In order to arrive at the equation for the bias, we have to approximate the unknown function \(f\) with the output/target values \(y\).

b) Explain what the terms mean and discuss their interpretations.

Exercise 4: Computing the Bias and Variance#

Before you compute the bias and variance of a real model for different complexities, let’s for now assume that you have sampled predictions and targets for a single model complexity using bootstrap resampling.

a) Using the expression above, compute the mean squared error, bias and variance of the given data. Check that the sum of the bias and variance correctly gives (approximately) the mean squared error.

import numpy as np

n = 100
bootstraps = 1000

predictions = np.random.rand(bootstraps, n) * 10 + 10
# The definition of targets has been updated, and was wrong earlier in the week.
targets = np.random.rand(1, n)

mse = ...
bias = ...
variance = ...

b) Change the prediction values in some way to increase the bias while decreasing the variance.

c) Change the prediction values in some way to increase the variance while decreasing the bias.

d) Perform a bias-variance analysis of a polynomial OLS model fit to a one-dimensional function by computing and plotting the bias and variances values as a function of the polynomial degree of your model.

import numpy as np
import matplotlib.pyplot as plt
from sklearn.preprocessing import (
    PolynomialFeatures,
)  # use the fit_transform method of the created object!
from sklearn.linear_model import LinearRegression
from sklearn.metrics import mean_squared_error
from sklearn.model_selection import train_test_split
from sklearn.utils import resample
n = 100
bootstraps = 1000

x = np.linspace(-3, 3, n)
y = np.exp(-(x**2)) + 1.5 * np.exp(-((x - 2) ** 2)) + np.random.normal(0, 0.1)

biases = []
variances = []
mses = []

# for p in range(1, 5):
#    predictions = ...
#    targets = ...
#
#    X = ...
#    X_train, X_test, y_train, y_test = ...
#    for b in range(bootstraps):
#        X_train_re, y_train_re = ...
#
#        # fit your model on the sampled data
#
#        # make predictions on the test data
#        predictions[b, :] =
#        targets[b, :] =
#
#    biases.append(...)
#    variances.append(...)
#    mses.append(...)

e) Discuss the bias-variance trade-off as function of your model complexity (the degree of the polynomial).

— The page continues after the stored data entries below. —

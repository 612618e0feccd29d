//! Reference consumer for block patches.
//!
//! A remote party holding only the old flat snapshot and a patch set can
//! rebuild the new snapshot with [`apply_patch`]. Transports that batch
//! inserts can group them with [`coalesce_inserts`].
//!
//! # Key Types
//!
//! - [`PatchReplayer`] -- Parent-pointer tree that applies a patch set in phases
//! - [`InsertChain`] -- A run of consecutive inserted siblings sharing one anchor pair

pub mod chain;
pub mod error;
pub mod replay;

pub use chain::{coalesce_inserts, InsertChain};
pub use error::{ReplayError, ReplayResult};
pub use replay::{apply_patch, PatchReplayer};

f) Compute and discuss the bias and variance as function of the number of data points (choose a suitable polynomial degree to show something interesting).

Exercise 5: Interpretation of scaling and metrics#

In this course, we often ask you to scale data and compute various metrics. Although these practices are “standard” in the field, we will require you to demonstrate an understanding of why you need to scale data and use these metrics. Both so that you can make better arguements about your results, and so that you will hopefully make fewer mistakes.

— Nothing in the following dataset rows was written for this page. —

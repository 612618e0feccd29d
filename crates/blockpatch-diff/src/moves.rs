//! Move detection by per-parent longest common subsequence.
//!
//! Within one parent, the ids that keep their relative order between the
//! two snapshots form an LCS. Every other id that lands in that parent in
//! the new snapshot needs an explicit move: its position cannot be inferred
//! from neighbours that stayed put. Which of several equal-length LCS
//! candidates is chosen decides *which* ids are flagged, never *how many*.

use std::collections::{BTreeMap, BTreeSet, HashMap, HashSet};

use blockpatch_types::FlatBlock;
use tracing::warn;

/// Sibling anchors of a block in one snapshot.
#[derive(Clone, Debug, Default, PartialEq, Eq)]
pub struct Anchors {
    pub after_id: Option<String>,
    pub before_id: Option<String>,
}

/// Id and parent-group lookup over one flat snapshot.
///
/// Built fresh for every diff; groups are sorted by `order`.
#[derive(Debug, Default)]
pub struct FlatIndex<'a> {
    by_id: HashMap<&'a str, &'a FlatBlock>,
    groups: BTreeMap<&'a str, Vec<&'a FlatBlock>>,
    positions: HashMap<&'a str, usize>,
}

impl<'a> FlatIndex<'a> {
    pub fn new(blocks: &'a [FlatBlock]) -> Self {
        let mut by_id = HashMap::with_capacity(blocks.len());
        let mut groups: BTreeMap<&'a str, Vec<&'a FlatBlock>> = BTreeMap::new();
        for block in blocks {
            by_id.insert(block.id.as_str(), block);
            groups.entry(block.parent_id.as_str()).or_default().push(block);
        }

        let mut positions = HashMap::with_capacity(blocks.len());
        for siblings in groups.values_mut() {
            siblings.sort_by_key(|b| b.order);
            for (pos, block) in siblings.iter().enumerate() {
                positions.insert(block.id.as_str(), pos);
            }
        }

        Self {
            by_id,
            groups,
            positions,
        }
    }

    pub fn len(&self) -> usize {
        self.by_id.len()
    }

    pub fn is_empty(&self) -> bool {
        self.by_id.is_empty()
    }

    pub fn get(&self, id: &str) -> Option<&'a FlatBlock> {
        self.by_id.get(id).copied()
    }

    pub fn contains(&self, id: &str) -> bool {
        self.by_id.contains_key(id)
    }

    /// Children of `parent_id` sorted by order (empty id = top level).
    pub fn siblings(&self, parent_id: &str) -> &[&'a FlatBlock] {
        self.groups.get(parent_id).map(Vec::as_slice).unwrap_or(&[])
    }

    /// Every parent id that has at least one child.
    pub fn parents(&self) -> impl Iterator<Item = &'a str> + '_ {
        self.groups.keys().copied()
    }

    /// Size of the largest sibling group.
    pub fn largest_group(&self) -> usize {
        self.groups.values().map(Vec::len).max().unwrap_or(0)
    }

    /// The previous and next sibling of `block` in this snapshot.
    pub fn anchors(&self, block: &FlatBlock) -> Anchors {
        let siblings = self.siblings(&block.parent_id);
        let Some(&pos) = self.positions.get(block.id.as_str()) else {
            return Anchors::default();
        };
        Anchors {
            after_id: pos
                .checked_sub(1)
                .and_then(|p| siblings.get(p))
                .map(|b| b.id.clone()),
            before_id: siblings.get(pos + 1).map(|b| b.id.clone()),
        }
    }
}

/// Longest common subsequence of `a` and `b`.
///
/// Standard O(n*m) table. The backtrack prefers stepping back in `a` when
/// both directions keep the same length.
pub fn lcs<T: PartialEq + Clone>(a: &[T], b: &[T]) -> Vec<T> {
    let (n, m) = (a.len(), b.len());
    let width = m + 1;
    let mut dp = vec![0usize; (n + 1) * width];

    for i in 1..=n {
        for j in 1..=m {
            dp[i * width + j] = if a[i - 1] == b[j - 1] {
                dp[(i - 1) * width + (j - 1)] + 1
            } else {
                dp[(i - 1) * width + j].max(dp[i * width + (j - 1)])
            };
        }
    }

    let mut seq = Vec::with_capacity(dp[n * width + m]);
    let (mut i, mut j) = (n, m);
    while i > 0 && j > 0 {
        if a[i - 1] == b[j - 1] {
            seq.push(a[i - 1].clone());
            i -= 1;
            j -= 1;
        } else if dp[(i - 1) * width + j] >= dp[i * width + (j - 1)] {
            i -= 1;
        } else {
            j -= 1;
        }
    }
    seq.reverse();
    seq
}

/// Outcome of move detection over a pair of snapshots.
#[derive(Clone, Debug, Default, PartialEq, Eq)]
pub struct MoveReport<'a> {
    /// Ids that need an explicit move.
    pub moved: HashSet<&'a str>,
    /// Parent groups compared.
    pub groups_examined: usize,
    /// Largest filtered sequence fed to the LCS.
    pub largest_group: usize,
}

/// Per-parent LCS move detector.
#[derive(Clone, Copy, Debug)]
pub struct MoveDetector {
    large_group_threshold: usize,
}

impl Default for MoveDetector {
    fn default() -> Self {
        Self::new(usize::MAX)
    }
}

impl MoveDetector {
    /// A detector that warns when a filtered sibling group exceeds
    /// `large_group_threshold` ids on either side.
    pub fn new(large_group_threshold: usize) -> Self {
        Self {
            large_group_threshold,
        }
    }

    pub fn detect<'a>(&self, old: &FlatIndex<'a>, new: &FlatIndex<'a>) -> MoveReport<'a> {
        let parents: BTreeSet<&str> = old.parents().chain(new.parents()).collect();
        let mut report = MoveReport::default();

        for parent in parents {
            // Ids present in both snapshots, wherever they sit. A block
            // re-parented into this group is then absent from the old
            // sequence, falls outside the LCS, and is flagged.
            let old_ids: Vec<&'a str> = old
                .siblings(parent)
                .iter()
                .map(|b| b.id.as_str())
                .filter(|id| new.contains(id))
                .collect();
            let new_ids: Vec<&'a str> = new
                .siblings(parent)
                .iter()
                .map(|b| b.id.as_str())
                .filter(|id| old.contains(id))
                .collect();

            report.groups_examined += 1;
            let size = old_ids.len().max(new_ids.len());
            report.largest_group = report.largest_group.max(size);
            if size > self.large_group_threshold {
                warn!(
                    parent = %parent,
                    old = old_ids.len(),
                    new = new_ids.len(),
                    "large sibling group, move detection is quadratic in its size"
                );
            }

            let keep: HashSet<&str> = lcs(&old_ids, &new_ids).into_iter().collect();
            report
                .moved
                .extend(new_ids.into_iter().filter(|id| !keep.contains(id)));
        }

        report
    }
}

/// Ids that need an explicit move to turn `old` into `new`.
pub fn detect_moves(old: &[FlatBlock], new: &[FlatBlock]) -> HashSet<String> {
    let old_index = FlatIndex::new(old);
    let new_index = FlatIndex::new(new);
    MoveDetector::default()
        .detect(&old_index, &new_index)
        .moved
        .into_iter()
        .map(str::to_string)
        .collect()
}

First, a few reminders: In this course you should always scale the columns of the feature matrix, and sometimes scale the target data, when it is worth the effort. By scaling, we mean subtracting the mean and dividing by the standard deviation, though there are many other ways to scale data. When scaling either the feature matrix or the target data, the intercept becomes a bit harder to implement and understand, so take care.

Briefly answer the following:

a) Why do we scale data?

b) Why does the OLS method give practically equivelent models on scaled and unscaled data?

c) Why does the Ridge method not give practically equivelent models on scaled and unscaled data? Why do we only consider the model on scaled data correct?

d) Why do we say that the Ridge method gives a biased model?

e) Is the MSE of the OLS method affected by scaling of the feature matrix? Is it affected by scaling of the target data?

f) Read about the R2 score, a metric we will ask you to use a lot later in the course. Is the R2 score of the OLS method affected by scaling of the feature matrix? Is it affected by scaling of the target data?

g) Give interpretations of the following R2 scores: 0, 0.5, 1.

h) What is an advantage of the R2 score over the MSE?